L'idéologie prend parfois la défense en otage. Les déboires de l'Airbus A400M, développé sous la bannière de la coopération européenne, illustrent un phénomène dénoncé par le journaliste Jean-Dominique Merchet.

Réunis au Castellet le vendredi 24 juillet, les sept pays partenaires du programme A400M (1) se sont donné six mois pour renégocier le contrat les liant au groupe EADS. Celui-ci avait annoncé le 9 janvier que les premiers avions ne seraient pas livrés avant fin 2012, avec un retard de trois ans au moins. L'industriel reconnaît sa difficulté, voire son incapacité, à satisfaire à toutes les exigences du cahier des charges.

Polyvalence

Ces déboires inquiètent l'armée, confrontée au vieillissement de ses appareils de transport, anticipé de longue date : la formalisation du besoin à l'origine du projet A400M remontre à 1984. Cinquante avions ont été commandés par la France. Sans eux, selon les sénateurs Jacques Gautier et Jean-Pierre Masseret (2), « la capacité de projection tactique à 1 000 km en cinq jours, actuellement de l'ordre de 5 000 tonnes (soit 1 500 militaires avec leur équipement et leur autonomie) passerait, en 2012, à moins de 3 000 tonnes, voire 2 500 tonnes ». Il faudra supporter le coût des solutions palliatives (remise à niveau d'avions en fin de vie, achats ou locations), et les conséquences d'un moindre entraînement des équipages.

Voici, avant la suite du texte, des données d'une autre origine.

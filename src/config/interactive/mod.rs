
use anyhow::{Context, Result};
use console::style;
use dialoguer::{Confirm, Input, Select};

use super::settings::{Config, OllamaConfig, SearchConfig};
use crate::embeddings::ollama::OllamaClient;

#[inline]
pub fn run_interactive_config(data_dir: &std::path::Path) -> Result<()> {
    eprintln!(
        "{}",
        style("🔧 Solution Memory Configuration Setup").bold().cyan()
    );
    eprintln!();

    let mut config = load_existing_config(data_dir)?;

    eprintln!("{}", style("Ollama Configuration").bold().yellow());
    eprintln!("Configure your local Ollama instance for embedding generation.");
    eprintln!();

    configure_ollama(&mut config.ollama)?;

    eprintln!();
    eprintln!("{}", style("Search Configuration").bold().yellow());
    configure_search(&mut config.search)?;

    eprintln!();
    eprintln!("{}", style("Testing configuration...").yellow());

    if test_ollama_connection(&config.ollama) {
        eprintln!("{}", style("✓ Ollama connection successful!").green());
    } else {
        eprintln!(
            "{}",
            style("⚠ Warning: Could not connect to Ollama").yellow()
        );
        eprintln!("You can continue, but make sure Ollama is running before saving solutions.");
    }

    eprintln!();
    if Confirm::new()
        .with_prompt("Save configuration?")
        .default(true)
        .interact()?
    {
        config.save().context("Failed to save configuration")?;
        eprintln!("{}", style("✓ Configuration saved successfully!").green());
        eprintln!(
            "Configuration saved to: {}",
            style(config.config_file_path().display()).cyan()
        );
    } else {
        eprintln!("Configuration not saved.");
    }

    Ok(())
}

#[inline]
pub fn show_config(data_dir: &std::path::Path) -> Result<()> {
    let config = Config::load(data_dir).context("Failed to load configuration")?;

    eprintln!("{}", style("📋 Current Configuration").bold().cyan());
    eprintln!();

    eprintln!("{}", style("Ollama Settings:").bold().yellow());
    eprintln!("  Host: {}", style(&config.ollama.host).cyan());
    eprintln!("  Port: {}", style(config.ollama.port).cyan());
    eprintln!("  Model: {}", style(&config.ollama.model).cyan());
    eprintln!("  Batch Size: {}", style(config.ollama.batch_size).cyan());
    eprintln!(
        "  Embedding Dimension: {}",
        style(config.ollama.embedding_dimension).cyan()
    );

    eprintln!();
    eprintln!("{}", style("Search Settings:").bold().yellow());
    eprintln!(
        "  Semantic Weight: {}",
        style(config.search.semantic_weight).cyan()
    );

    eprintln!();
    match config.ollama.ollama_url() {
        Ok(url) => eprintln!("  Ollama URL: {}", style(url).cyan()),
        Err(e) => eprintln!("  Ollama URL: {} ({})", style("Invalid").red(), e),
    }

    eprintln!();
    eprintln!(
        "Config file: {}",
        style(config.config_file_path().display()).dim()
    );

    Ok(())
}

fn load_existing_config(data_dir: &std::path::Path) -> Result<Config> {
    Config::load(data_dir).map_or_else(
        |_| {
            eprintln!(
                "{}",
                style("No existing configuration found. Using defaults.").yellow()
            );
            Ok(Config {
                ollama: OllamaConfig::default(),
                search: SearchConfig::default(),
                base_dir: data_dir.to_path_buf(),
            })
        },
        |config| {
            eprintln!("{}", style("Found existing configuration.").green());
            Ok(config)
        },
    )
}

fn configure_ollama(ollama: &mut OllamaConfig) -> Result<()> {
    let protocols = &["http", "https"];
    let default_protocol = protocols
        .iter()
        .position(|p| *p == ollama.protocol)
        .unwrap_or(0);
    let protocol_idx = Select::new()
        .with_prompt("Protocol")
        .items(protocols)
        .default(default_protocol)
        .interact()?;
    ollama.protocol = protocols[protocol_idx].to_string();

    let host: String = Input::new()
        .with_prompt("Ollama host")
        .default(ollama.host.clone())
        .interact_text()?;
    ollama
        .set_host(host)
        .context("Invalid Ollama host provided")?;

    let port: u16 = Input::new()
        .with_prompt("Ollama port")
        .default(ollama.port)
        .interact_text()?;
    ollama
        .set_port(port)
        .context("Invalid Ollama port provided")?;

    let model: String = Input::new()
        .with_prompt("Embedding model")
        .default(ollama.model.clone())
        .interact_text()?;
    ollama
        .set_model(model)
        .context("Invalid embedding model provided")?;

    Ok(())
}

fn configure_search(search: &mut SearchConfig) -> Result<()> {
    let weight: f64 = Input::new()
        .with_prompt("Semantic weight for hybrid ranking (0.0 - 1.0)")
        .default(search.semantic_weight)
        .interact_text()?;
    search.semantic_weight = weight;
    search
        .validate()
        .context("Invalid semantic weight provided")?;
    Ok(())
}

fn test_ollama_connection(ollama: &OllamaConfig) -> bool {
    OllamaClient::new(ollama.clone()).is_ok_and(|client| client.ping().is_ok())
}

Enfin aux commandes de l'A400M, ceux-ci bénéficieront d'un appareil à la polyvalence inédite : son rayon d'action, sa capacité d'emport et sa vitesse conviendront aux missions stratégiques ; susceptible d'opérer sur terrain meuble, à basse altitude et faible vitesse, il répondra également aux exigences tactiques ; il pourra aussi participer à des ravitaillements en vol. Embarquant une technologie de pointe, il exploitera le « plus puissant turbopropulseur développé en Occident », selon l'expression de Noël Forgeard. L'avion cumule les ruptures technologiques. Pourtant, Airbus Military s'était engagé à le développer « à un prix très bas, dans des délais très courts, et sans programme d'évaluation des risques ». L'industriel a sous-estimé l'ampleur du défi ; aux yeux des parlementaires, sa première erreur fut « de penser qu'un avion de transport militaire tactique équivalait à un avion de transport civil "peint en vert", bref qu'il s'agissait de construire un Airbus comme les autres et que les compétences acquises en matière de certification civile seraient un atout substantiel », voire suffisant.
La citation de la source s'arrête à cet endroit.